Give credit to White Sox first-year bench coach Mark Parent for setting the tone early. There's work to be done and things to be fixed when spring training opens Feb. 22. And that goes for everyone, veterans included.
Parent, a 13-year veteran catcher who managed the Phillies' AA Reading club before joining the Sox to be first-year manager Robin Ventura's bench coach, was an imposing physical presence on the SoxFest stage over the weekend. He talked about Sox pitchers retaliating when Sox hitters get hit by pitches, and he addressed veteran catcher A.J. Pierzynski's shortcomings against would-be base stealers
"A.J. has struggled behind the plate with the running game," Parent said to a SoxFest crowd over the weekend. "We're going to try to do things to help out, either with his mechanics, his release, his release times, throwing over, having pickoff [plays]."
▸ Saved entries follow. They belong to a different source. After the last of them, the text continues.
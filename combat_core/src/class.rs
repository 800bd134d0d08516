//! Character class stat blocks
//!
//! A class is an immutable stat template shared by possibly many combatants.
//! The combat core only reads these values; construction and storage belong
//! to external collaborators.

use serde::{Deserialize, Serialize};

/// A one-time-per-match bonus damage action
#[derive(Debug, Clone, PartialEq, Serialize, Deserialize)]
pub struct Skill {
    /// Stamina threshold required to fire the skill
    pub stamina_cost: f64,
    /// Fixed damage value the skill produces
    pub damage: f64,
}

/// Immutable stat template: multipliers, maxima and the class skill
#[derive(Debug, Clone, PartialEq, Serialize, Deserialize)]
pub struct CharacterClass {
    pub max_health: f64,
    pub max_stamina: f64,
    pub attack_multiplier: f64,
    pub armor_multiplier: f64,
    pub stamina_multiplier: f64,
    pub skill: Skill,
}
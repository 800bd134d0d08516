//! Prelude module for convenient imports
//!
//! ```rust
//! use combat_core::prelude::*;
//! ```

// Core types
pub use crate::class::{CharacterClass, Skill};
pub use crate::combatant::Combatant;
pub use crate::tactics::Tactics;

// Config
pub use crate::config::{constants, init_constants, init_constants_default};

// Re-exports from equipment_core
pub use equipment_core::{round1, Armor, CatalogError, EquipmentCatalog, Weapon};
How Pierzynski, 35, responds to extra work during spring training, is worth watching. He's been an ironman behind the plate -- he caught 1,000 innings for the 10th consecutive season in 2011 -- who prides himself on fitness and workout routines and no doubt is comfortable with his normal routines. He is also highly regarded for calling a good game.
Sox pitchers had issues holding runners, and shortstop Alexei Ramirez has required work around second base making tags. But Pierzynski has never possessed a gun for an arm and he had trouble at at times transferring the ball from his mitt to his throwing hand.
The Sox threw out 37 runners last season while allowing 135 stolen bases, which ranked last in the American League. One of two holdovers from the 2005 World Series championship team, Pierzynski's willingness to spend extra time with new staff on throwing and blocking drills during spring training would demonstrate the kind of veteran leadership rookie manager Robin Ventura and his staff need.
Opponents stole 94 bases in 118 attempts (80 percent) with Pierzynski catching. Of those 24 caught stealings, 11 were on pickoffs by Sox pitchers. Pierzynski threw out 13 runners, and Sox catchers won't have Mark Buehrle around to shut down would-be base stealers for them.
Tyler Flowers, 26, who showed flashes of good things when Pierzynski went on the disabled list for the first time in his career, figures to play more behind the plate. It makes sense for a team trying to inject some youth while giving the veteran Pierzynski more breaks, especially with Pierzynski in the final year of a contract paying him $6 million this season. A career .284 hitter, the left-handed hitting Pierzynski was a designated hitter seven times last season and might DH more this season.
Flowers hit five homers in 110 at-bats, but he batted .209. Baserunners were slightly less successful on 76 percent of steal attempts with Flowers catching. He has shown signs of promise, but needs to show more.